Summary
In Jones v. City of New Haven, 34 Conn. 1, the plaintiff was injured by reason of a decayed limb falling from a tree, at a time when the city, by special authority from the Legislature, had assumed control over the trees in the public square and streets of the city.
Summary of this case from Lenzen v. City of New BraunfelsOpinion
No. CV94-0364689S
March 10, 1997
MEMORANDUM OF DECISION
The plaintiff claims to have suffered serious physical injuries as the result of a fall on a city sidewalk. The fall was allegedly caused by a defect in that a square of the concrete had sunken or been depressed, and the plaintiff tripped over the now elevated edge of the next square of concrete.
The city defended on the grounds of lack of notice and the proposition that the defect was not the sole proximate cause.
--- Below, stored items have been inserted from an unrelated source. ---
// Copyright (c) 2026 Robert L. Snyder, Sierra Vista, AZ
// Licensed under the MIT License. See LICENSE file in the project root for details.

use std::env;
use std::fs::OpenOptions;
use std::path::Path;
use std::sync::Mutex;

use anyhow::{Context, Result};
use tracing::Level;

use modekeys::audio::MemorySink;
use modekeys::config::SessionFile;
use modekeys::control::KeyboardController;
use modekeys::music::{
    all_modes_by_brightness, all_modes_in_traditional_order, analyze_mode_from_notes, generate_diatonic_chords,
    Note, Scale,
};
use modekeys::performance::Session;
use modekeys::ui::App;

fn print_usage() {
    println!("modekeys - Diatonic mode explorer");
    println!();
    println!("Usage: modekeys [OPTIONS]");
    println!();
    println!("Options:");
    println!("  --modes [--brightness]         List the seven modes (darkest first with --brightness)");
    println!("  --scale <ROOT> <MODE> [OCT]    Print a scale (default octave 4)");
    println!("  --chords <ROOT> <MODE> [OCT]   Print the diatonic triads of a scale");
    println!("  --analyze <PC>... [--root N]   Guess modes from pitch classes (0-11 or note names)");
    println!("  --play [CONFIG] [--log FILE]   Interactive keyboard performer");
    println!("  --verbose                      Debug logging");
    println!("  --help                         Show this help message");
}

fn init_logging(level: Level) {
    tracing_subscriber::fmt()
        .with_max_level(level)
        .with_writer(std::io::stderr)
        .init();
}

/// The performer owns the terminal, so its log goes to a file or nowhere
fn init_file_logging(path: &str, level: Level) -> Result<()> {
    let file = OpenOptions::new()
        .create(true)
        .append(true)
        .open(path)
        .with_context(|| format!("Failed to open log file {}", path))?;
    tracing_subscriber::fmt()
        .with_max_level(level)
        .with_ansi(false)
        .with_writer(Mutex::new(file))
        .init();
    Ok(())
}

fn list_modes(by_brightness: bool) {
    let modes = if by_brightness {
        all_modes_by_brightness()
    } else {
        all_modes_in_traditional_order()
    };
    for mode in modes {
        println!(
            "{:<11} {:<15} brightness {}  {:<9} {}",
            mode.display_name, mode.formula, mode.brightness, mode.color, mode.mood
        );
        println!("            {}", mode.description);
    }
}

/// Parse `ROOT MODE [OCT]` starting at `args[start]`
fn parse_scale_args(args: &[String], start: usize, option: &str) -> Result<Scale> {
    if args.len() < start + 2 {
        anyhow::bail!("{} requires a root and a mode, e.g. {} D dorian", option, option);
    }
    let octave: i32 = match args.get(start + 2) {
        Some(text) => text
            .parse()
            .map_err(|_| anyhow::anyhow!("Invalid octave: {}", text))?,
        None => 4,
    };
    Ok(Scale::parse(&args[start], &args[start + 1], octave)?)
}

fn print_scale(scale: &Scale) {
    let mode = scale.mode().descriptor();
    println!("{} {} ({})", scale.root(), mode.display_name, mode.formula);
    for (i, pitch) in scale.with_octave_note().iter().enumerate() {
        let degree = i % 7 + 1;
        let marker = if i < 7 && mode.is_characteristic(degree as u8) { "*" } else { " " };
        println!("  {}{} {:<4} MIDI {:>3}  {:>8.2} Hz", degree, marker, pitch, pitch.midi(), pitch.frequency());
    }
    if scale.mode() != modekeys::music::ModeName::Ionian {
        println!("  Parent major: {}", scale.parent_ionian_root());
    }
}

fn print_chords(scale: &Scale) {
    let chords = generate_diatonic_chords(scale.root(), scale.mode(), scale.octave());
    println!("{}", scale);
    for chord in &chords {
        let notes: Vec<String> = chord.notes().iter().map(|p| p.to_string()).collect();
        println!(
            "  {:<5} {:<6} {:<12} {}",
            chord.roman_numeral().unwrap_or("-"),
            chord.name(),
            chord.function().map(|f| f.name()).unwrap_or("-"),
            notes.join(" ")
        );
    }
}

/// Pitch classes as numbers or note names, plus an optional `--root`
fn parse_analyze_args(args: &[String]) -> Result<(Vec<u8>, Option<Note>)> {
    let mut pitch_classes = Vec::new();
    let mut root = None;
    let mut i = 0;
    while i < args.len() {
        let arg = &args[i];
        if arg == "--root" {
            let name = args
                .get(i + 1)
                .ok_or_else(|| anyhow::anyhow!("--root requires a note name"))?;
            root = Some(name.parse::<Note>()?);
            i += 2;
            continue;
        }
        let pc = match arg.parse::<i32>() {
            Ok(n) => Note::from_pitch_class(n).pitch_class(),
            Err(_) => arg.parse::<Note>()?.pitch_class(),
        };
        pitch_classes.push(pc);
        i += 1;
    }
    Ok((pitch_classes, root))
}

fn analyze(args: &[String]) -> Result<()> {
    let (pitch_classes, root) = parse_analyze_args(args)?;
    if pitch_classes.is_empty() {
        anyhow::bail!("--analyze requires at least one pitch class");
    }
    for candidate in analyze_mode_from_notes(&pitch_classes, root) {
        println!("  {:<3} {:<11} {:.2}", candidate.root, candidate.mode.to_string(), candidate.score);
    }
    Ok(())
}

fn play(config: Option<&str>) -> Result<()> {
    let file = match config {
        Some(path) => SessionFile::load(Path::new(path))?,
        None => SessionFile::default(),
    };
    file.validate()?;
    let settings = file.settings()?;
    let layout = file.layout()?;

    let session = Session::new(MemorySink::new(), KeyboardController::new(layout), settings);
    let mut app = App::new(session, file.session.direction).context("Failed to start terminal UI")?;
    app.run().context("Terminal UI failed")?;
    Ok(())
}

fn main() -> Result<()> {
    let mut args: Vec<String> = env::args().collect();
    let verbose = args.iter().any(|a| a == "--verbose" || a == "-v");
    args.retain(|a| a != "--verbose" && a != "-v");

    if args.len() < 2 {
        println!("modekeys - Diatonic mode explorer");
        println!("Run with --help for usage information");
        return Ok(());
    }

    if args[1] != "--play" {
        init_logging(if verbose { Level::DEBUG } else { Level::WARN });
    }

    match args[1].as_str() {
        "--modes" => {
            list_modes(args.iter().any(|a| a == "--brightness"));
        }
        "--scale" => {
            let scale = parse_scale_args(&args, 2, "--scale")?;
            print_scale(&scale);
        }
        "--chords" => {
            let scale = parse_scale_args(&args, 2, "--chords")?;
            print_chords(&scale);
        }
        "--analyze" => {
            analyze(&args[2..])?;
        }
        "--play" => {
            let mut config = None;
            let mut log = None;
            let mut rest = args[2..].iter();
            while let Some(arg) = rest.next() {
                if arg == "--log" {
                    log = Some(
                        rest.next()
                            .ok_or_else(|| anyhow::anyhow!("--log requires a file path"))?
                            .clone(),
                    );
                } else {
                    config = Some(arg.clone());
                }
            }
            if let Some(path) = log {
                let level = match &config {
                    _ if verbose => Level::DEBUG,
                    Some(path) => SessionFile::load(path)?.log_level()?,
                    None => Level::INFO,
                };
                init_file_logging(&path, level)?;
            }
            play(config.as_deref())?;
        }
        "--help" | "-h" => {
            print_usage();
        }
        _ => {
            eprintln!("Unknown option: {}", args[1]);
            print_usage();
            std::process::exit(1);
        }
    }

    Ok(())
}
On this latter point, the city's street light manager, Walter Heller, testified that a nearby street light provided illumination to the area well in excess of minimum standards.
Bryan Funk, deputy director of public works for the city, testified that the city had no notice of the defect and significantly, that it could have existed for a month or a day.
The court has no difficulty in finding the condition complained of to be a defect. However, the court finds the city must prevail on its defenses. There would appear to have been sufficient lighting to enable the plaintiff to see the condition. But even if this issue were resolved in his favor, the plaintiff has failed to show actual or constructive notice to the city that the defect existed. In view of the evidence that it could have existed for a month or a day, the court cannot find the defendant had the required notice of the defect.
Judgment may enter for the defendant.